╭─ Provided records

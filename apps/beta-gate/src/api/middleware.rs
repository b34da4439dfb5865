//! # Rate Limiting
//!
//! Throttles password attempts on the issuance endpoint.
//!
//! ## Configuration
//!
//! - `BETA_GATE_RATE_LIMIT`: attempts per second, process-wide (default: 10, 0 disables)
//!
//! The gate itself is never rate limited.

use axum::{
    body::Body,
    extract::State,
    http::{Request, StatusCode},
    middleware::Next,
    response::Response,
};
use governor::{
    Quota, RateLimiter,
    clock::DefaultClock,
    state::{InMemoryState, NotKeyed},
};
use std::num::NonZeroU32;
use std::sync::Arc;

/// Fallback when asked for a zero quota.
const DEFAULT_RPS: NonZeroU32 = match NonZeroU32::new(10) {
    Some(v) => v,
    None => NonZeroU32::MIN,
};

// =============================================================================
// RATE LIMITER
// =============================================================================

/// Global rate limiter type alias.
pub type GlobalRateLimiter = Arc<RateLimiter<NotKeyed, InMemoryState, DefaultClock>>;

/// Create a new global rate limiter allowing `requests_per_second`.
pub fn create_rate_limiter(requests_per_second: u32) -> GlobalRateLimiter {
    let rps = NonZeroU32::new(requests_per_second).unwrap_or(DEFAULT_RPS);
    Arc::new(RateLimiter::direct(Quota::per_second(rps)))
}

/// Rate limiting middleware. Returns 429 Too Many Requests once the quota is spent.
pub async fn rate_limit_middleware(
    State(limiter): State<GlobalRateLimiter>,
    request: Request<Body>,
    next: Next,
) -> Result<Response, (StatusCode, &'static str)> {
    match limiter.check() {
        Ok(_) => Ok(next.run(request).await),
        Err(_) => {
            tracing::warn!(
                event = "issuance_rejected",
                reason = "rate_limited",
                "Issuance rate limit exceeded"
            );
            Err((StatusCode::TOO_MANY_REQUESTS, "Too Many Requests"))
        }
    }
}

// =============================================================================
// TESTS
// =============================================================================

╰─

→ **Task requirements**
The records must be given again in full, exactly as shown.

→ **Result of this task**
filename apps/beta-gate/src/api/middleware.rs
repository b34da4439dfb5865
//! # Rate Limiting
//!
//! Throttles password attempts on the issuance endpoint.
//!
//! ## Configuration
//!
//! - `BETA_GATE_RATE_LIMIT`: attempts per second, process-wide (default: 10, 0 disables)
//!
//! The gate itself is never rate limited.

use axum::{
    body::Body,
    extract::State,
    http::{Request, StatusCode},
    middleware::Next,
    response::Response,
};
use governor::{
    Quota, RateLimiter,
    clock::DefaultClock,
    state::{InMemoryState, NotKeyed},
};
use std::num::NonZeroU32;
use std::sync::Arc;

/// Fallback when asked for a zero quota.
const DEFAULT_RPS: NonZeroU32 = match NonZeroU32::new(10) {
    Some(v) => v,
    None => NonZeroU32::MIN,
};

// =============================================================================
// RATE LIMITER
// =============================================================================

/// Global rate limiter type alias.
pub type GlobalRateLimiter = Arc<RateLimiter<NotKeyed, InMemoryState, DefaultClock>>;

/// Create a new global rate limiter allowing `requests_per_second`.
pub fn create_rate_limiter(requests_per_second: u32) -> GlobalRateLimiter {
    let rps = NonZeroU32::new(requests_per_second).unwrap_or(DEFAULT_RPS);
    Arc::new(RateLimiter::direct(Quota::per_second(rps)))
}

/// Rate limiting middleware. Returns 429 Too Many Requests once the quota is spent.
pub async fn rate_limit_middleware(
    State(limiter): State<GlobalRateLimiter>,
    request: Request<Body>,
    next: Next,
) -> Result<Response, (StatusCode, &'static str)> {
    match limiter.check() {
        Ok(_) => Ok(next.run(request).await),
        Err(_) => {
            tracing::warn!(
                event = "issuance_rejected",
                reason = "rate_limited",
                "Issuance rate limit exceeded"
            );
            Err((StatusCode::TOO_MANY_REQUESTS, "Too Many Requests"))
        }
    }
}

// =============================================================================
// TESTS
// =============================================================================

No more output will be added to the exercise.